Solar Collector Could Change Asphalt Roads Into Renewable Energy Source
Anyone who has walked barefoot across a parking lot on a hot summer day knows that blacktop is exceptionally good at soaking up the sun’s warmth. Now, a research team at Worcester Polytechnic Institute (WPI) has found a way to use that heat-soaking property for an alternative energy source.
Through asphalt, the researchers are developing a solar collector that could turn roads and parking lots into ubiquitous—and inexpensive—sources of electricity and hot water.
The research project, which was undertaken at the request of Michael Hulen, president of Novotech Inc. in Acton, Mass, which holds a patent on the concept of using the heat absorbed by pavements, is being directed by Rajib Mallick, associate professor of civil and environmental engineering.
On Monday, Aug. 18, 2008, team member Bao-Liang Chen, a PhD candidate at WPI, will present the results of research aimed at evaluating the potential for transforming stretches of asphalt into a cost-effective energy source at the annual symposium of the International Society for Asphalt Pavements in Zurich, Switzerland. The study looks not only at how well asphalt can collect solar energy, but at the best way to construct roads and parking lots to maximize their heat-absorbing qualities.
“Asphalt has a lot of advantages as a solar collector,” Mallick says. “For one, blacktop stays hot and could continue to generate energy after the sun goes down, unlike traditional solar-electric cells. In addition, there is already a massive acreage of installed roads and parking lots that could be retrofitted for energy generation, so there is no need to find additional land for solar farms. Roads and lots are typically resurfaced every 10 to 12 years and the retrofit could be built into that cycle. Extracting heat from asphalt could cool it, reducing the urban ”heat island’ effect. Finally, unlike roof-top solar arrays, which some find unattractive, the solar collectors in roads and parking lots would be invisible.”

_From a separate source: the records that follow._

// src/matching/semantic.rs
// Tier 2: semantic oracle consult. The engine hands the oracle a bounded,
// brand-preferred shortlist; any oracle failure is a tier miss, never a
// batch error.

use log::{debug, warn};
use std::cmp::Ordering;

use crate::models::{CanonicalProduct, MatchMethodType, MatchResult, ScrapedRecord};
use crate::scoring::best_lexical_score;
use crate::semantic::{SemanticCandidate, SemanticMatcher};

/// Minimum oracle confidence for a Tier 2 acceptance.
pub const SEMANTIC_MATCH_THRESHOLD: f64 = 80.0;

/// Upper bound on candidates presented to the oracle.
pub const MAX_SHORTLIST_SIZE: usize = 10;

/// Shortlist for the oracle: same-brand candidates when a brand guess
/// exists (falling back to all candidates when that filter empties), ranked
/// by lexical score. The sort is stable, so equal scores keep catalog order.
pub fn build_shortlist<'a>(
    record: &ScrapedRecord,
    candidates: &'a [CanonicalProduct],
) -> Vec<&'a CanonicalProduct> {
    let pool: Vec<&CanonicalProduct> = match record.brand_guess.as_deref() {
        Some(brand) if !brand.trim().is_empty() => {
            let needle = brand.trim().to_lowercase();
            let same_brand: Vec<&CanonicalProduct> = candidates
                .iter()
                .filter(|c| c.brand.to_lowercase().contains(&needle))
                .collect();
            if same_brand.is_empty() {
                candidates.iter().collect()
            } else {
                same_brand
            }
        }
        _ => candidates.iter().collect(),
    };

    let mut scored: Vec<(f64, &CanonicalProduct)> = pool
        .into_iter()
        .map(|c| (best_lexical_score(record, &c.standardized_name), c))
        .collect();
    scored.sort_by(|a, b| b.0.partial_cmp(&a.0).unwrap_or(Ordering::Equal));
    scored.truncate(MAX_SHORTLIST_SIZE);
    scored.into_iter().map(|(_, c)| c).collect()
}

/// Consults the oracle over the shortlist. Absent, failing or timing-out
/// oracles and sub-threshold answers all fall through to the next tier.
pub async fn find_match(
    record: &ScrapedRecord,
    candidates: &[CanonicalProduct],
    matcher: &dyn SemanticMatcher,
) -> Option<MatchResult> {
    let shortlist = build_shortlist(record, candidates);
    if shortlist.is_empty() {
        return None;
    }
    let oracle_candidates: Vec<SemanticCandidate> = shortlist
        .iter()
        .enumerate()
        .map(|(index, c)| SemanticCandidate {
            index,
            name: c.standardized_name.clone(),
            brand: c.brand.clone(),
        })
        .collect();

    let answer = match matcher.suggest(record, &oracle_candidates).await {
        Ok(answer) => answer?,
        Err(e) => {
            warn!("⚠️ Semantic tier miss for {:?}: {}", record.raw_name, e);
            return None;
        }
    };

    if answer.confidence < SEMANTIC_MATCH_THRESHOLD {
        debug!(
            "Oracle confidence {:.1} below threshold for {:?}",
            answer.confidence, record.raw_name
        );
        return None;
    }
    let candidate = match shortlist.get(answer.candidate_index) {
        Some(candidate) => *candidate,
        None => {
            warn!(
                "Oracle named shortlist entry {} of {} for {:?}",
                answer.candidate_index,
                shortlist.len(),
                record.raw_name
            );
            return None;
        }
    };
    Some(MatchResult::new(
        candidate.id,
        answer.confidence,
        MatchMethodType::Semantic,
        candidate.standardized_name.clone(),
    ))
}
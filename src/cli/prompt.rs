//! Interactive prompts for the checkout command.
//!
//! Each prompt re-asks until the answer is valid. End of input aborts.

use std::io::{BufRead, Write};

use chrono::NaiveDate;
use eyre::{Result, eyre};
use tool_rental::catalog::ToolCatalog;
use tool_rental::checkout::compute_agreement;
use tool_rental::error::RentalResult;
use tool_rental::models::{MAX_DISCOUNT_PERCENTAGE, RentalAgreement};
use tool_rental::report::parse_date;

/// Reads checkout values from a line-oriented input.
pub struct Prompter<R, W> {
    input: R,
    output: W,
}

impl<R: BufRead, W: Write> Prompter<R, W> {
    /// Creates a prompter reading from `input` and writing to `output`.
    pub fn new(input: R, output: W) -> Self {
        Self { input, output }
    }

    /// Asks until `parse` accepts the answer, printing `error_message` otherwise.
    fn ask<T>(
        &mut self,
        message: &str,
        error_message: &str,
        parse: impl Fn(&str) -> Option<T>,
    ) -> Result<T> {
        loop {
            write!(self.output, "\n{}", message)?;
            self.output.flush()?;

            let mut line = String::new();
            if self.input.read_line(&mut line)? == 0 {
                return Err(eyre!("input closed before a value was entered"));
            }
            match parse(line.trim_end_matches(['\r', '\n'])) {
                Some(value) => return Ok(value),
                None => writeln!(self.output, "{}", error_message)?,
            }
        }
    }

    /// Asks for a tool code stocked in `catalog`.
    pub fn tool_code(&mut self, catalog: &ToolCatalog) -> Result<String> {
        let codes: Vec<String> = catalog.codes().iter().map(|c| c.to_string()).collect();
        let error_message = format!("Invalid tool code! Valid tool codes are: [{}]", codes.join(", "));
        self.ask(
            "Please enter the code for the tool you would like to rent: ",
            &error_message,
            |answer| catalog.lookup(answer).ok().map(|_| answer.to_string()),
        )
    }

    /// Asks for a rental duration of at least one day.
    pub fn rental_days(&mut self, tool_code: &str) -> Result<i64> {
        self.ask(
            &format!("How many days would you like to rent {}? ", tool_code),
            "Invalid number of days. Please enter an integer greater than or equal to 1",
            |answer| answer.trim().parse::<i64>().ok().filter(|days| *days >= 1),
        )
    }

    /// Asks for a discount percentage from 0 to 100.
    pub fn discount_percentage(&mut self) -> Result<i64> {
        self.ask(
            "What % discount should be applied? ",
            "Please enter an integer greater than or equal to 0 and less than or equal to 100",
            |answer| {
                answer
                    .trim()
                    .parse::<i64>()
                    .ok()
                    .filter(|pct| (0..=i64::from(MAX_DISCOUNT_PERCENTAGE)).contains(pct))
            },
        )
    }

    /// Asks for a `MM/DD/YY` checkout date.
    pub fn checkout_date(&mut self) -> Result<NaiveDate> {
        self.ask(
            "Check out date (mm/dd/yy): ",
            "Invalid date format. EX: 09/22/21",
            |answer| parse_date(answer).ok(),
        )
    }

    /// Prompts for every value not given and builds the agreement.
    ///
    /// A given tool code or date is checked before the first prompt, so a
    /// bad one fails the checkout without asking for the rest.
    pub fn complete_checkout(
        &mut self,
        catalog: &ToolCatalog,
        tool_code: Option<String>,
        rental_days: Option<i64>,
        discount_percentage: Option<i64>,
        checkout_date: Option<String>,
    ) -> Result<RentalResult<RentalAgreement>> {
        if let Some(Err(err)) = tool_code.as_deref().map(|code| catalog.lookup(code)) {
            return Ok(Err(err));
        }
        let given_date = match checkout_date.as_deref().map(parse_date).transpose() {
            Ok(date) => date,
            Err(err) => return Ok(Err(err)),
        };

        let code = match tool_code {
            Some(code) => code,
            None => self.tool_code(catalog)?,
        };
        let days = match rental_days {
            Some(days) => days,
            None => self.rental_days(&code)?,
        };
        let discount = match discount_percentage {
            Some(discount) => discount,
            None => self.discount_percentage()?,
        };
        let date = match given_date {
            Some(date) => date,
            None => self.checkout_date()?,
        };
        Ok(compute_agreement(catalog, &code, days, discount, date))
    }
}
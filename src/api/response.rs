//! Response types for the rental API.
//!
//! This module defines the error response structures and the mapping from
//! [`RentalError`] to HTTP status codes.

use axum::{
    Json,
    http::StatusCode,
    response::{IntoResponse, Response},
};
use serde::{Deserialize, Serialize};

use crate::error::RentalError;

/// API error response structure.
#[derive(Debug, Clone, Serialize, Deserialize)]
pub struct ApiError {
    /// Error code for programmatic handling.
    pub code: String,
    /// Human-readable error message.
    pub message: String,
    /// Optional details about the error.
    #[serde(skip_serializing_if = "Option::is_none")]
    pub details: Option<String>,
}

impl ApiError {
    /// Creates a new API error.
    pub fn new(code: impl Into<String>, message: impl Into<String>) -> Self {
        Self {
            code: code.into(),
            message: message.into(),
            details: None,
        }
    }

    /// Creates a new API error with details.
    pub fn with_details(
        code: impl Into<String>,
        message: impl Into<String>,
        details: impl Into<String>,
    ) -> Self {
        Self {
            code: code.into(),
            message: message.into(),
            details: Some(details.into()),
        }
    }

    /// Creates a malformed JSON error response.
    pub fn malformed_json(message: impl Into<String>) -> Self {
        Self::new("MALFORMED_JSON", message)
    }
}

/// API error with HTTP status code.
#[derive(Debug)]
pub struct ApiErrorResponse {
    /// The HTTP status code.
    pub status: StatusCode,
    /// The error body.
    pub error: ApiError,
}

impl IntoResponse for ApiErrorResponse {
    fn into_response(self) -> Response {
        (self.status, Json(self.error)).into_response()
    }
}

impl From<RentalError> for ApiErrorResponse {
    fn from(error: RentalError) -> Self {
        let message = error.to_string();
        match error {
            RentalError::InvalidRentalDuration { .. } => ApiErrorResponse {
                status: StatusCode::BAD_REQUEST,
                error: ApiError::with_details(
                    "INVALID_RENTAL_DURATION",
                    message,
                    "Rental day count must be an integer of 1 or greater",
                ),
            },
            RentalError::InvalidDiscountPercentage { .. } => ApiErrorResponse {
                status: StatusCode::BAD_REQUEST,
                error: ApiError::with_details(
                    "INVALID_DISCOUNT_PERCENTAGE",
                    message,
                    "Discount percentage must be an integer from 0 to 100",
                ),
            },
            RentalError::UnknownToolCode { code } => ApiErrorResponse {
                status: StatusCode::BAD_REQUEST,
                error: ApiError::with_details(
                    "UNKNOWN_TOOL_CODE",
                    message,
                    format!("The tool code '{}' is not in the rental catalog", code),
                ),
            },
            RentalError::InvalidCheckoutDate { .. } => ApiErrorResponse {
                status: StatusCode::BAD_REQUEST,
                error: ApiError::with_details(
                    "INVALID_CHECKOUT_DATE",
                    message,
                    "Dates use the MM/DD/YY format, e.g. 09/22/21",
                ),
            },
            RentalError::DateOutOfRange { .. } => ApiErrorResponse {
                status: StatusCode::BAD_REQUEST,
                error: ApiError::new("DATE_OUT_OF_RANGE", message),
            },
            RentalError::ConfigNotFound { .. } | RentalError::ConfigParseError { .. } => {
                ApiErrorResponse {
                    status: StatusCode::INTERNAL_SERVER_ERROR,
                    error: ApiError::with_details("CONFIG_ERROR", "Configuration error", message),
                }
            }
        }
    }
}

Mallick and his research team, which also includes Sankha Bhowmick of UMass, Dartmouth, studied the energy-generating potential of asphalt using computer models and by conducting small- and large-scale tests. The tests were conducted on slabs of asphalt in which were imbedded thermocouples, to measure heat penetration, and copper pipes, to gauge how well that heat could be transferred to flowing water. Hot water flowing from an asphalt energy system could be used “as is” for heating buildings or in industrial processes, or could be passed through a thermoelectric generator to produce electricity.
In the lab, small slabs were exposed to halogen lamps, simulating sunlight. Larger slabs were set up outdoors and exposed to more realistic environmental conditions, including direct sunlight and wind. The tests showed that asphalt absorbs a considerable amount of heat and that the highest temperatures are found a few centimeters below the surface. This is where a heat exchanger would be located to extract the maximum amount of energy. Experimenting with various asphalt compositions, they found that the addition of highly conductive aggregates, like quartzite, can significantly increase heat absorption, as can the application of a special paint that reduces reflection.
Finally, Mallick says the team concluded that the key to successfully turning asphalt into an effective energy generator will replacing the copper pipes used in the tests with a specially designed, highly efficient heat exchanger that soaks up the maximum amount of the heat absorbed by asphalt. “Our preliminary results provide a promising proof of concept for what could be a very important future source of renewable, pollution-free energy for our nation. And it has been there all along, right under our feet.”